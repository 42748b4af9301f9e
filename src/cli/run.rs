//! Run command - one environment, in place.

use std::path::Path;

use crate::cli::matrix::print_outcome;
use crate::cli::{project, ContextArgs};
use crate::core::config::Config;
use crate::core::domain::{BuildContext, EnvironmentDescriptor};
use crate::core::matrix::{DescriptorOutcome, MatrixRunner};
use crate::error::{ConfigError, Error, Result};

/// The matrix entry this build runs as.
pub(crate) fn select<'a>(config: &'a Config, ctx: &BuildContext) -> Result<&'a EnvironmentDescriptor> {
    let os = ctx.os.as_deref().ok_or_else(|| ConfigError::MissingContext {
        what: "operating system",
        var: config.context.os.clone(),
        flag: "os",
    })?;
    config.require_descriptor(os, ctx.version.as_deref().unwrap_or(""))
}

/// Run the selected environment and print its outcome.
pub(crate) fn run_selected(project: &project::Project, ctx: &BuildContext) -> Result<DescriptorOutcome> {
    let descriptor = select(&project.config, ctx)?;
    let outcome = MatrixRunner::new(&project.config, &project.root).run_in_place(descriptor);
    print_outcome(&outcome);
    Ok(outcome)
}

/// Run the suite for one environment in the project directory.
pub fn execute(context: &ContextArgs, config: Option<&Path>) -> Result<()> {
    let project = project::load(config)?;
    let ctx = context.resolve(&project.config);

    let outcome = run_selected(&project, &ctx)?;
    if !outcome.passed() {
        return Err(Error::Other(format!("{} failed", outcome.descriptor)));
    }
    Ok(())
}
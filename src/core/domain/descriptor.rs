//! Environment descriptors.
//!
//! One descriptor per matrix entry: an operating system, a runtime version
//! and whether the runtime is language-managed or generic.

use serde::{Deserialize, Serialize};
use std::fmt;

/// Operating system of a matrix entry.
#[derive(Debug, Clone, PartialEq, Eq, Hash, Serialize, Deserialize)]
#[serde(from = "String", into = "String")]
pub enum OperatingSystem {
    Linux,
    Osx,
    Other(String),
}

impl OperatingSystem {
    /// Parse an OS name. Unknown names are kept as `Other`.
    pub fn parse(name: &str) -> Self {
        match name.trim().to_ascii_lowercase().as_str() {
            "linux" => Self::Linux,
            "osx" | "macos" | "darwin" => Self::Osx,
            other => Self::Other(other.to_string()),
        }
    }

    pub fn as_str(&self) -> &str {
        match self {
            Self::Linux => "linux",
            Self::Osx => "osx",
            Self::Other(name) => name,
        }
    }
}

impl From<String> for OperatingSystem {
    fn from(name: String) -> Self {
        Self::parse(&name)
    }
}

impl From<OperatingSystem> for String {
    fn from(os: OperatingSystem) -> Self {
        os.as_str().to_string()
    }
}

impl fmt::Display for OperatingSystem {
    fn fmt(&self, f: &mut fmt::Formatter<'_>) -> fmt::Result {
        f.write_str(self.as_str())
    }
}

/// How the language runtime is provided.
#[derive(Debug, Clone, Copy, Default, PartialEq, Eq, Hash, Serialize, Deserialize)]
#[serde(rename_all = "lowercase")]
pub enum Toolchain {
    /// Runtime selected by version (e.g. `python3.6`).
    #[default]
    Language,
    /// Whatever runtime the image ships (e.g. `python3` on OSX).
    Generic,
}

impl Toolchain {
    pub fn is_generic(&self) -> bool {
        matches!(self, Self::Generic)
    }

    pub fn as_str(&self) -> &'static str {
        match self {
            Self::Language => "language",
            Self::Generic => "generic",
        }
    }
}

/// One matrix entry.
#[derive(Debug, Clone, PartialEq, Eq, Hash, Serialize, Deserialize)]
pub struct EnvironmentDescriptor {
    pub os: OperatingSystem,
    #[serde(default, skip_serializing_if = "String::is_empty")]
    pub version: String,
    #[serde(default)]
    pub toolchain: Toolchain,
}

impl EnvironmentDescriptor {
    pub fn new(os: OperatingSystem, version: impl Into<String>, toolchain: Toolchain) -> Self {
        Self {
            os,
            version: version.into(),
            toolchain,
        }
    }

    /// Stable identity, e.g. `linux-3.6` or `osx-generic`.
    pub fn id(&self) -> String {
        if self.toolchain.is_generic() {
            format!("{}-generic", self.os)
        } else {
            format!("{}-{}", self.os, self.version)
        }
    }

    /// Whether this descriptor is the one a CI worker reports.
    ///
    /// Generic entries also match an empty version, since generic workers
    /// usually leave the runtime version unset.
    pub fn matches(&self, os: &str, version: &str) -> bool {
        if self.os != OperatingSystem::parse(os) {
            return false;
        }
        self.version == version.trim() || (self.toolchain.is_generic() && version.trim().is_empty())
    }

    /// Runtime executable for this descriptor.
    ///
    /// `template` may contain `{version}`.
    pub fn runtime_command(&self, template: &str, generic: &str) -> String {
        match self.toolchain {
            Toolchain::Language => template.replace("{version}", &self.version),
            Toolchain::Generic => generic.to_string(),
        }
    }
}

impl fmt::Display for EnvironmentDescriptor {
    fn fmt(&self, f: &mut fmt::Formatter<'_>) -> fmt::Result {
        f.write_str(&self.id())
    }
}
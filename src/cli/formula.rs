//! Formula command - generate without publishing.

use std::path::Path;
use tracing::debug;

use crate::cli::{output, project};
use crate::core::formula::{Formula, FormulaBuilder, FormulaSummary};
use crate::core::matrix::descriptor_runner;
use crate::error::Result;

/// Print the structure check of a formula.
pub(crate) fn print_summary(summary: &FormulaSummary) {
    output::kv("class:", &summary.class_name);
    output::kv("url:", &summary.url);
    output::kv("sha256:", &summary.sha256);
    output::kv("resources:", summary.resources.len());
    for resource in &summary.resources {
        output::list_item(resource);
    }
}

/// Print a generated formula with its summary.
pub(crate) fn display(formula: &Formula, summary: &FormulaSummary) {
    output::section("Formula");
    print!("{}", formula.text());
    output::section("Summary");
    print_summary(summary);
    println!();
}

/// Generate the formula in the current environment.
pub fn execute(dest: Option<&Path>, validate: bool, config: Option<&Path>) -> Result<()> {
    let project = project::load(config)?;
    let config = &project.config;
    let release = config.require_descriptor(&config.release.os, &config.release.version)?;
    let runner = descriptor_runner(config, release, &project.root);

    let builder = FormulaBuilder::new(&runner, &config.publish, &config.project.name);
    builder.install_generator()?;
    let formula = builder.generate()?;
    let summary = formula.inspect()?;

    let Some(dest) = dest else {
        print!("{}", formula.text());
        if validate {
            let scratch = tempfile::Builder::new().prefix("brewgate-").tempdir()?;
            let path = scratch.path().join(&config.publish.formula);
            formula.write(&path)?;
            builder.validate(&path)?;
            debug!("formula validated");
        }
        return Ok(());
    };

    formula.write(dest)?;
    output::success(&format!("wrote {}", output::path(&dest.display().to_string())));
    print_summary(&summary);
    if validate {
        builder.validate(dest)?;
        output::success("validator passed");
    }
    Ok(())
}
- - - - -
(YOUR GOAL):
Only the lines with the string "return" are wanted; pick them out of the records above and copy them.

(SOLUTION FOR THIS EXERCISE):
        return Err(Error::Other(format!("{} failed", outcome.descriptor)));
            return false;
        return Ok(());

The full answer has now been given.